Sunday, October 30

Federal Bow-tie Tension Guidelines: Opposed By The Very People Who Stand To Benefit The Most

George Eff Will, "Mitt Romney, the pretzel candidate". October 28

IF I had to choose a single reason for the thirty-five years I've spent trying to ignore George Fucking Will as much as humanly possible, it's here: like his Latin-cognater idol Buckley, Will is really never more than a couple paces from complete, mouth-foaming, Anti-fluoridationalist rant of the sidewalk wingnut sermonizer. Either man would have been entertaining, if not interesting, had he been able to keep that in check. But had he been able to keep that in check he wouldn't have been such a crackpot in the first place, because the wingnut mentality can take hold only with a constant source of cranky flapdoodle near at hand. Quemoy and Matsu are to the American Right what a creek that flows throughout the summer is to the cattle rancher.
The Republican presidential dynamic — various candidates rise and recede; Mitt Romney remains at about 25 percent support — is peculiar because conservatives correctly believe that it is important to defeat Barack Obama but unimportant that Romney be president. This is not cognitive dissonance.
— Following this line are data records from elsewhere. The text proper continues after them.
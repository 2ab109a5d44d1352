//! Event admission filters
//!
//! Pure decision helpers applied before any network or database work.
//! Ordering matters: later pipeline stages assume these already rejected
//! events outside the configured zones/cameras/labels.

use crate::config::FrigateConfig;
use crate::event_model::{BeforeData, EventAttribute, EventData};

/// Reject an event unless it matches the configured zones, cameras, and
/// object labels.
///
/// When the attribute-scoring feature is off, an unchanged `top_score` on an
/// already-tracked event means the NVR re-published the same best frame for
/// unrelated attribute churn; recognizing it again would be a wasted call.
/// With attribute scoring on, the scored-attribute gate replaces that
/// shortcut.
pub fn check_invalid_event(
    config: &FrigateConfig,
    before: &BeforeData,
    after: &EventData,
    is_tracked: bool,
) -> bool {
    let matching_zone = config.zones.is_empty()
        || after
            .current_zones
            .iter()
            .any(|zone| config.zones.contains(zone));
    let matching_camera = config.camera.is_empty() || config.camera.contains(&after.camera);

    if !(matching_zone && matching_camera) {
        tracing::debug!(
            event_id = %after.id,
            camera = %after.camera,
            "Skipping event: does not match the configured zones/cameras"
        );
        return true;
    }

    if !config.valid_objects().contains(&after.label) {
        tracing::debug!(event_id = %after.id, label = %after.label, "Not a valid object label");
        return true;
    }

    if before.top_score == after.top_score && is_tracked && !config.frigate_plus {
        tracing::debug!(
            event_id = %after.id,
            top_score = ?after.top_score,
            "Duplicated best frame: top_score unchanged between before and after"
        );
        return true;
    }

    false
}

/// License-plate attributes from the `after` snapshot.
///
/// Only meaningful when the attribute-scoring feature is enabled; returns
/// `None` otherwise so callers can distinguish "feature off" from "no
/// attribute present".
pub fn get_license_plate_attributes<'a>(
    config: &FrigateConfig,
    after: &'a EventData,
) -> Option<Vec<&'a EventAttribute>> {
    if !config.frigate_plus {
        return None;
    }
    Some(
        after
            .current_attributes
            .iter()
            .filter(|attribute| attribute.label == "license_plate")
            .collect(),
    )
}

/// Require a license-plate attribute scored at or above the configured
/// minimum.
pub fn is_valid_license_plate(config: &FrigateConfig, after: &EventData) -> bool {
    let attributes = get_license_plate_attributes(config, after).unwrap_or_default();
    let Some(first) = attributes.first() else {
        tracing::debug!(event_id = %after.id, "No license_plate attribute found in event attributes");
        return false;
    };

    let score = first.score.unwrap_or(0.0);
    if score < config.license_plate_min_score {
        tracing::debug!(
            event_id = %after.id,
            score,
            "license_plate attribute score is below minimum"
        );
        return false;
    }

    true
}

#[cfg(test)]
mod tests {
    use super::*;

    fn base_config() -> FrigateConfig {
        serde_yaml::from_str(
            r#"
frigate_url: http://frigate.local:5000
mqtt_server: mqtt.local
"#,
        )
        .unwrap()
    }

    fn event(camera: &str, label: &str, zones: &[&str]) -> EventData {
        EventData {
            id: "evt-1".to_string(),
            camera: camera.to_string(),
            label: label.to_string(),
            current_zones: zones.iter().map(|z| z.to_string()).collect(),
            current_attributes: vec![],
            has_snapshot: true,
            start_time: 1700000000.0,
            top_score: Some(0.8),
        }
    }

    fn plate_attribute(score: f64) -> EventAttribute {
        EventAttribute {
            label: "license_plate".to_string(),
            score: Some(score),
            bounding_box: None,
        }
    }

    #[test]
    fn test_accepts_valid_object_with_no_filters() {
        let config = base_config();
        let after = event("front", "car", &[]);
        assert!(!check_invalid_event(
            &config,
            &BeforeData { top_score: Some(0.7) },
            &after,
            false
        ));
    }

    #[test]
    fn test_rejects_wrong_label() {
        let config = base_config();
        let after = event("front", "person", &[]);
        assert!(check_invalid_event(&config, &BeforeData::default(), &after, false));
    }

    #[test]
    fn test_rejects_camera_outside_filter() {
        let mut config = base_config();
        config.camera = vec!["front".to_string()];
        let after = event("rear", "car", &[]);
        assert!(check_invalid_event(&config, &BeforeData::default(), &after, false));
    }

    #[test]
    fn test_zone_filter_requires_intersection() {
        let mut config = base_config();
        config.zones = vec!["driveway".to_string()];

        let outside = event("front", "car", &["street"]);
        assert!(check_invalid_event(&config, &BeforeData::default(), &outside, false));

        let inside = event("front", "car", &["street", "driveway"]);
        assert!(!check_invalid_event(
            &config,
            &BeforeData { top_score: Some(0.1) },
            &inside,
            false
        ));
    }

    #[test]
    fn test_unchanged_top_score_on_tracked_event_is_duplicate() {
        let config = base_config();
        let after = event("front", "car", &[]);
        let before = BeforeData { top_score: Some(0.8) };

        assert!(check_invalid_event(&config, &before, &after, true));
        // Not yet tracked: the same frame still gets a first chance.
        assert!(!check_invalid_event(&config, &before, &after, false));
    }

    #[test]
    fn test_score_equality_shortcut_skipped_with_attribute_scoring() {
        let mut config = base_config();
        config.frigate_plus = true;
        let after = event("front", "car", &[]);
        let before = BeforeData { top_score: Some(0.8) };
        assert!(!check_invalid_event(&config, &before, &after, true));
    }

    #[test]
    fn test_attributes_none_when_feature_off() {
        let config = base_config();
        let mut after = event("front", "car", &[]);
        after.current_attributes = vec![plate_attribute(0.9)];
        assert!(get_license_plate_attributes(&config, &after).is_none());
    }

    #[test]
    fn test_valid_license_plate_requires_attribute() {
        let mut config = base_config();
        config.frigate_plus = true;
        let after = event("front", "car", &[]);
        assert!(!is_valid_license_plate(&config, &after));
    }

    #[test]
    fn test_valid_license_plate_enforces_min_score() {
        let mut config = base_config();
        config.frigate_plus = true;
        config.license_plate_min_score = 0.6;

        let mut after = event("front", "car", &[]);
        after.current_attributes = vec![plate_attribute(0.5)];
        assert!(!is_valid_license_plate(&config, &after));

        after.current_attributes = vec![plate_attribute(0.6)];
        assert!(is_valid_license_plate(&config, &after));
    }

    #[test]
    fn test_only_first_plate_attribute_is_scored() {
        let mut config = base_config();
        config.frigate_plus = true;
        config.license_plate_min_score = 0.6;

        let mut after = event("front", "car", &[]);
        after.current_attributes = vec![plate_attribute(0.2), plate_attribute(0.9)];
        assert!(!is_valid_license_plate(&config, &after));
    }
}
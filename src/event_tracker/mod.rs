//! EventTracker - per-event recognition attempt bookkeeping
//!
//! ## Responsibilities
//!
//! - Track which events are currently in flight
//! - Count recognition attempts per event id
//! - Clear state on terminal messages or definitive outcomes
//!
//! All operations are O(1) and individually atomic behind one mutex. There
//! is deliberately no cross-operation atomicity: attempts are a soft cap,
//! and the pipeline's own track -> bound-check -> increment sequencing
//! tolerates the benign race between two workers on the same event id.

use std::collections::HashMap;
use std::sync::Mutex;

/// Concurrency-safe attempt counter map keyed by event id.
///
/// Absence of an id means "zero attempts, not tracked".
#[derive(Debug, Default)]
pub struct EventTracker {
    events: Mutex<HashMap<String, u32>>,
}

impl EventTracker {
    pub fn new() -> Self {
        Self::default()
    }

    /// Begin tracking an event at zero attempts. Idempotent: an existing
    /// count is left untouched.
    pub fn start(&self, event_id: &str) {
        let mut events = self.events.lock().unwrap();
        events.entry(event_id.to_string()).or_insert(0);
    }

    /// Whether the event is currently tracked.
    pub fn is_tracked(&self, event_id: &str) -> bool {
        self.events.lock().unwrap().contains_key(event_id)
    }

    /// Increment the attempt counter and return the new count. Starts
    /// tracking implicitly when the id is absent.
    pub fn increment(&self, event_id: &str) -> u32 {
        let mut events = self.events.lock().unwrap();
        let count = events.entry(event_id.to_string()).or_insert(0);
        *count += 1;
        *count
    }

    /// Current attempt count; 0 when untracked.
    pub fn attempts(&self, event_id: &str) -> u32 {
        self.events
            .lock()
            .unwrap()
            .get(event_id)
            .copied()
            .unwrap_or(0)
    }

    /// Stop tracking an event. No-op when the id is absent.
    pub fn clear(&self, event_id: &str) {
        self.events.lock().unwrap().remove(event_id);
    }

    /// Number of currently tracked events.
    pub fn len(&self) -> usize {
        self.events.lock().unwrap().len()
    }

    pub fn is_empty(&self) -> bool {
        self.len() == 0
    }
}

#[cfg(test)]
mod tests {
    use super::*;
    use std::sync::Arc;

    #[test]
    fn test_untracked_reads_as_zero() {
        let tracker = EventTracker::new();
        assert!(!tracker.is_tracked("evt-1"));
        assert_eq!(tracker.attempts("evt-1"), 0);
        assert_eq!(tracker.len(), 0);
    }

    #[test]
    fn test_start_is_idempotent() {
        let tracker = EventTracker::new();
        tracker.start("evt-1");
        tracker.increment("evt-1");
        tracker.start("evt-1");
        assert_eq!(tracker.attempts("evt-1"), 1);
        assert_eq!(tracker.len(), 1);
    }

    #[test]
    fn test_increment_returns_new_count() {
        let tracker = EventTracker::new();
        tracker.start("evt-1");
        assert_eq!(tracker.increment("evt-1"), 1);
        assert_eq!(tracker.increment("evt-1"), 2);
        assert_eq!(tracker.attempts("evt-1"), 2);
    }

    #[test]
    fn test_clear_is_noop_when_absent() {
        let tracker = EventTracker::new();
        tracker.clear("evt-1");
        tracker.clear("evt-1");
        assert_eq!(tracker.len(), 0);
    }

    #[test]
    fn test_clear_forgets_attempts() {
        let tracker = EventTracker::new();
        tracker.increment("evt-1");
        tracker.clear("evt-1");
        assert!(!tracker.is_tracked("evt-1"));
        assert_eq!(tracker.attempts("evt-1"), 0);
    }

    #[test]
    fn test_len_counts_distinct_events() {
        let tracker = EventTracker::new();
        tracker.start("evt-1");
        tracker.start("evt-2");
        tracker.increment("evt-1");
        assert_eq!(tracker.len(), 2);
    }

    #[test]
    fn test_concurrent_increments_are_lossless() {
        let tracker = Arc::new(EventTracker::new());
        let mut handles = Vec::new();
        for _ in 0..8 {
            let tracker = tracker.clone();
            handles.push(std::thread::spawn(move || {
                for _ in 0..100 {
                    tracker.increment("evt-1");
                }
            }));
        }
        for handle in handles {
            handle.join().unwrap();
        }
        assert_eq!(tracker.attempts("evt-1"), 800);
    }
}
//! Retry backoff schedule for recognition calls
//!
//! Pure function of the attempt number so the policy is testable without
//! network I/O.

use std::time::Duration;

/// First retry delay.
pub const INITIAL_DELAY: Duration = Duration::from_secs(1);

/// Ceiling for the exponential schedule.
pub const MAX_DELAY: Duration = Duration::from_secs(60);

/// Delay to sleep after the given failed attempt (1-based): 1s doubling up
/// to the 60s cap.
pub fn backoff_delay(attempt: u32) -> Duration {
    let exponent = attempt.saturating_sub(1).min(63);
    let delay = INITIAL_DELAY.saturating_mul(1u32.checked_shl(exponent).unwrap_or(u32::MAX));
    delay.min(MAX_DELAY)
}

#[cfg(test)]
mod tests {
    use super::*;

    #[test]
    fn test_first_delay_is_one_second() {
        assert_eq!(backoff_delay(1), Duration::from_secs(1));
    }

    #[test]
    fn test_delays_double() {
        assert_eq!(backoff_delay(2), Duration::from_secs(2));
        assert_eq!(backoff_delay(3), Duration::from_secs(4));
        assert_eq!(backoff_delay(4), Duration::from_secs(8));
        assert_eq!(backoff_delay(5), Duration::from_secs(16));
        assert_eq!(backoff_delay(6), Duration::from_secs(32));
    }

    #[test]
    fn test_delay_caps_at_sixty_seconds() {
        assert_eq!(backoff_delay(7), Duration::from_secs(60));
        assert_eq!(backoff_delay(12), Duration::from_secs(60));
        assert_eq!(backoff_delay(u32::MAX), Duration::from_secs(60));
    }
}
Correct. Cognitive dissonance is the relationship between that second sentence and the first. What the Republican presidential dynamic is is reduced cognitive ability.
Obama, a floundering naif who thinks ATMs aggravate unemployment, is bewildered by a national tragedy of shattered dreams, decaying workforce skills and forgone wealth creation. Romney cannot enunciate a defensible, or even decipherable, ethanol policy.
And this is not cognitive dissonance. It's a non sequitur.
Life poses difficult choices, but not about ethanol. Government subsidizes ethanol production, imposes tariffs to protect manufacturers of it and mandates the use of it — and it injures the nation’s and the world’s economic, environmental, and social (it raises food prices) well-being.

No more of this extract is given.